* [Task description]:
Go through the data below and return each line where the string "links" occurs.

[Collected data entries]

=== Begin Enclosure ===

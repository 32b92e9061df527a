// Copyright 2025 Fernando Borretti
//
// Licensed under the Apache License, Version 2.0 (the "License");
// you may not use this file except in compliance with the License.
// You may obtain a copy of the License at
//
//     http://www.apache.org/licenses/LICENSE-2.0
//
// Unless required by applicable law or agreed to in writing, software
// distributed under the License is distributed on an "AS IS" BASIS,
// WITHOUT WARRANTIES OR CONDITIONS OF ANY KIND, either express or implied.
// See the License for the specific language governing permissions and
// limitations under the License.

use serde::Deserialize;

use crate::error::Fallible;
use crate::error::fail;
use crate::types::item_kind::ItemId;
use crate::types::item_kind::KanaType;
use crate::types::item_kind::KanaVariant;

#[derive(Clone, PartialEq, Debug, Deserialize)]
#[serde(rename_all = "camelCase")]
pub struct Kanji {
    pub id: ItemId,
    pub literal: String,
    /// School grade: 1 to 6 for elementary school, 8 for junior high.
    #[serde(default)]
    pub grade: Option<u8>,
    #[serde(default)]
    pub jlpt_level: Option<u8>,
    /// Newspaper frequency rank. Lower is more frequent.
    #[serde(default)]
    pub frequency: Option<u32>,
    pub stroke_count: u32,
    #[serde(default)]
    pub meanings: Vec<String>,
    #[serde(default)]
    pub on_readings: Vec<String>,
    #[serde(default)]
    pub kun_readings: Vec<String>,
    /// JSON array of SVG path strings, one per stroke.
    #[serde(default)]
    pub stroke_svg: Option<String>,
}

impl Kanji {
    pub fn primary_meaning(&self) -> &str {
        self.meanings.first().map(String::as_str).unwrap_or("")
    }

    /// The first on-reading, falling back to the first kun-reading. Empty
    /// if the kanji has no readings at all.
    pub fn primary_reading(&self) -> &str {
        self.on_readings
            .first()
            .or(self.kun_readings.first())
            .map(String::as_str)
            .unwrap_or("")
    }

    pub fn grade_label(&self) -> Option<String> {
        match self.grade {
            Some(g @ 1..=6) => Some(format!("Grade {g}")),
            Some(8) => Some("Junior High".to_string()),
            _ => None,
        }
    }
}

#[derive(Clone, PartialEq, Debug, Deserialize)]
#[serde(rename_all = "camelCase")]
pub struct Kana {
    pub id: ItemId,
    pub literal: String,
    #[serde(rename = "type")]
    pub kana_type: KanaType,
    pub romanization: String,
    /// The row the kana belongs to, e.g. `"k"` for か, き, く, け, こ.
    pub group: String,
    pub stroke_count: u32,
    #[serde(default)]
    pub stroke_svg: Option<String>,
    #[serde(default)]
    pub variant: KanaVariant,
}

#[derive(Clone, PartialEq, Debug, Deserialize)]
#[serde(rename_all = "camelCase")]
pub struct Radical {
    pub id: ItemId,
    pub literal: String,
    pub meaning: String,
    #[serde(default)]
    pub meaning_jp: Option<String>,
    pub stroke_count: u32,
    #[serde(default)]
    pub stroke_svg: Option<String>,
    /// 1 = essential, 2 = common, 3 = uncommon.
    pub priority: u8,
}

/// A link between a radical and a kanji that contains it.
#[derive(Clone, Copy, PartialEq, Eq, Debug, Deserialize)]
#[serde(rename_all = "camelCase")]
pub struct RadicalLink {
    pub radical_id: ItemId,
    pub kanji_id: ItemId,
}

/// The contents of a catalog file.
#[derive(Clone, Default, PartialEq, Debug, Deserialize)]
#[serde(default, rename_all = "camelCase")]
pub struct CatalogData {
    pub kanji: Vec<Kanji>,
    pub kana: Vec<Kana>,
    pub radicals: Vec<Radical>,
    pub links: Vec<RadicalLink>,
}

impl CatalogData {
    pub fn from_json(content: &str) -> Fallible<Self> {
        let data: CatalogData = serde_json::from_str(content)?;
        Ok(data)
    }
}

/// Parses stroke data: a JSON array of SVG path strings. Fails on
/// malformed JSON and on an empty array.
pub fn parse_stroke_paths(raw: &str) -> Fallible<Vec<String>> {
    let paths: Vec<String> = serde_json::from_str(raw)?;
    if paths.is_empty() {
        return fail("stroke data is empty.");
    }
    Ok(paths)
}

#[cfg(test)]
mod tests {
    use super::*;

    fn kanji(on: &[&str], kun: &[&str]) -> Kanji {
        Kanji {
            id: 1,
            literal: "日".to_string(),
            grade: Some(1),
            jlpt_level: Some(5),
            frequency: Some(1),
            stroke_count: 4,
            meanings: vec!["day".to_string()],
            on_readings: on.iter().map(|s| s.to_string()).collect(),
            kun_readings: kun.iter().map(|s| s.to_string()).collect(),
            stroke_svg: None,
        }
    }

    #[test]
    fn test_primary_reading_prefers_on_reading() {
        assert_eq!(kanji(&["ニチ"], &["ひ"]).primary_reading(), "ニチ");
        assert_eq!(kanji(&[], &["ひ"]).primary_reading(), "ひ");
        assert_eq!(kanji(&[], &[]).primary_reading(), "");
    }

    #[test]
    fn test_parse_stroke_paths() {
        assert_eq!(
            parse_stroke_paths(r#"["M1,1", "M2,2"]"#).ok(),
            Some(vec!["M1,1".to_string(), "M2,2".to_string()])
        );
        assert!(parse_stroke_paths("not json").is_err());
        assert!(parse_stroke_paths("[]").is_err());
    }

    #[test]
    fn test_catalog_from_json() -> Fallible<()> {
        let data = CatalogData::from_json(
            r#"{
                "kanji": [{"id": 1, "literal": "休", "grade": 1, "frequency": 642,
                           "strokeCount": 6, "meanings": ["rest"], "onReadings": ["キュウ"]}],
                "kana": [{"id": 10, "literal": "が", "type": "hiragana", "romanization": "ga",
                          "group": "g", "strokeCount": 5, "variant": "dakuten"}],
                "radicals": [{"id": 100, "literal": "木", "meaning": "tree",
                              "meaningJp": "き", "strokeCount": 4, "priority": 1}],
                "links": [{"radicalId": 100, "kanjiId": 1}]
            }"#,
        )?;
        assert_eq!(data.kanji[0].primary_reading(), "キュウ");
        assert!(data.kanji[0].kun_readings.is_empty());
        assert_eq!(data.kana[0].kana_type, KanaType::Hiragana);
        assert_eq!(data.kana[0].variant, KanaVariant::Dakuten);
        assert_eq!(data.radicals[0].meaning_jp.as_deref(), Some("き"));
        assert_eq!(
            data.links,
            vec![RadicalLink {
                radical_id: 100,
                kanji_id: 1
            }]
        );
        Ok(())
    }

    #[test]
    fn test_grade_label() {
        assert_eq!(kanji(&[], &[]).grade_label(), Some("Grade 1".to_string()));
        let mut k = kanji(&[], &[]);
        k.grade = Some(8);
        assert_eq!(k.grade_label(), Some("Junior High".to_string()));
        k.grade = None;
        assert_eq!(k.grade_label(), None);
    }
}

=== End Enclosure ===

* [Solution to the problem]:
    pub links: Vec<RadicalLink>,
                "links": [{"radicalId": 100, "kanjiId": 1}]
            data.links,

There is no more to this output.